Inspiration through time and space

Queen’s BFA student Sarah Ammons has been chosen to be one of the best up-and-coming artists to showcase their artwork at the Artist Project in Toronto.

Ammons artwork will be displayed alongside 200 other independent contemporary artists in 14 categories.

Ammons was selected to be in the Untapped Emerging Artists category with 15 others from across the world.

Now in its fifth year, the Artist Project is an art fair aiming to support new talent.

With over 12,000 visitors expected to visit the show this year, Ammons hopes to use the experience as an opportunity to gain exposure.

“I really want to get my website out there and get people knowing me and liking my stuff,” she said. “Sales would be good but … I’m not going to expect that everyone’s going to dig my stuff.” Although Ammons has showcased her artwork before in downtown Kingston and at Union Gallery, she has never been involved in a large-scale show.

Ammons described her art as being philosophical, adding that she creates a lot of work involving dual imagery and self-portraits.
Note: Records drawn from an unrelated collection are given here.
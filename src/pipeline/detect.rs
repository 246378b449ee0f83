//! Format detection: classify the input file from its extension and header
//! bytes, and auto-discover the single input file the CLI convention expects.
//!
//! Extension alone is not trusted — a `menu.pdf` that starts with JPEG magic
//! is treated as a JPEG, and a file whose header matches none of the
//! supported formats is rejected outright rather than handed to pdfium or
//! tesseract to fail confusingly later. Detection reads at most 8 bytes.

use crate::document::{FileType, SourceDocument};
use crate::error::MenuExtractError;
use std::io::Read;
use std::path::{Path, PathBuf};
use tracing::debug;

const PNG_MAGIC: [u8; 8] = [0x89, b'P', b'N', b'G', 0x0D, 0x0A, 0x1A, 0x0A];

/// Classify a file as one of the supported input formats.
pub fn detect(path: &Path) -> Result<SourceDocument, MenuExtractError> {
    if !path.exists() {
        return Err(MenuExtractError::FileNotFound {
            path: path.to_path_buf(),
        });
    }

    let by_extension = extension_type(path);

    let mut header = [0u8; 8];
    let read = match std::fs::File::open(path) {
        Ok(mut f) => f.read(&mut header).unwrap_or(0),
        Err(e) if e.kind() == std::io::ErrorKind::PermissionDenied => {
            return Err(MenuExtractError::PermissionDenied {
                path: path.to_path_buf(),
            });
        }
        Err(_) => {
            return Err(MenuExtractError::FileNotFound {
                path: path.to_path_buf(),
            });
        }
    };
    let by_magic = magic_type(&header[..read]);

    // Magic bytes win over a lying extension; a recognised extension with a
    // header that matches no supported format is rejected here rather than
    // handed to pdfium or tesseract.
    let file_type = match (by_magic, by_extension) {
        (Some(magic), _) => magic,
        (None, Some(_)) => {
            return Err(MenuExtractError::UnsupportedFileType {
                path: path.to_path_buf(),
                detail: format!(
                    "header bytes {:02X?} do not match any supported format",
                    &header[..read.min(4)]
                ),
            });
        }
        (None, None) => {
            return Err(MenuExtractError::UnsupportedFileType {
                path: path.to_path_buf(),
                detail: match path.extension().and_then(|e| e.to_str()) {
                    Some(ext) => format!("extension '{ext}'"),
                    None => "no file extension".to_string(),
                },
            });
        }
    };

    debug!("detected {} as {}", path.display(), file_type);
    Ok(SourceDocument {
        path: path.to_path_buf(),
        file_type,
    })
}

/// Auto-discover the single menu file in `dir`.
///
/// The operator contract is "exactly one menu file in the input location":
/// zero candidates and multiple candidates are both errors, never a guess.
pub fn discover_input(dir: &Path) -> Result<PathBuf, MenuExtractError> {
    let entries = std::fs::read_dir(dir).map_err(|_| MenuExtractError::NoInputFound {
        dir: dir.to_path_buf(),
    })?;

    let mut candidates: Vec<PathBuf> = entries
        .filter_map(|e| e.ok())
        .map(|e| e.path())
        .filter(|p| p.is_file() && extension_type(p).is_some())
        .collect();
    candidates.sort();

    match candidates.len() {
        0 => Err(MenuExtractError::NoInputFound {
            dir: dir.to_path_buf(),
        }),
        1 => Ok(candidates.remove(0)),
        n => Err(MenuExtractError::AmbiguousInput {
            dir: dir.to_path_buf(),
            count: n,
        }),
    }
}

fn extension_type(path: &Path) -> Option<FileType> {
    match path
        .extension()
        .and_then(|e| e.to_str())
        .map(|e| e.to_ascii_lowercase())
        .as_deref()
    {
        Some("pdf") => Some(FileType::Pdf),
        Some("jpg") | Some("jpeg") => Some(FileType::Jpeg),
        Some("png") => Some(FileType::Png),
        _ => None,
    }
}

fn magic_type(header: &[u8]) -> Option<FileType> {
    if header.starts_with(b"%PDF") {
        Some(FileType::Pdf)
    } else if header.starts_with(&[0xFF, 0xD8, 0xFF]) {
        Some(FileType::Jpeg)
    } else if header.starts_with(&PNG_MAGIC) {
        Some(FileType::Png)
    } else {
        None
    }
}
“My parents are both psychologists so I self-analyze a lot,” she said. “I kind of started with the idea of … how people see themselves in relation to their reality and their environment.” Ammons doesn’t have to leave her Ontario Hall studio to find inspiration.

“Everyone [in my program] has such a unique perspective and a completely different bend on how they create stuff.”

Ammons is currently enrolled in one class and spends the rest of her time in her studio. She said the freedom of the BFA program helps her creativity.

“One of the things that’s so great about Queen’s program is how we have the time and the space that is concentrated on a body of work,” she said. “It allows you such freedom to do your own thing.”

Ammons said she thinks the current one-year suspension of the BFA program is due to differing ideas on what the program should be.

”I’m not saying that change is bad,” she said. “They should keep with what’s good for this program, what’s unique about it, why people actually want to come here and that’s the module system.”

Although she originally considered attending the Nova Scotia College of Art & Design, Ammons ended up choosing Queen’s because of her interest in philosophy.

“I was going to do a medial degree but in the end I just got into painting,” she said. “I always knew that I wanted to be in fine art and that I wanted to do my BFA.” Since starting her undergraduate degree Ammons has begun taking more risks with her art.

“At the beginning of my undergraduate I was stuck in a certain rigid aesthetic,” she said. “This year I felt like I had gotten over a mental block and I think that had to do with the freedom of the program.”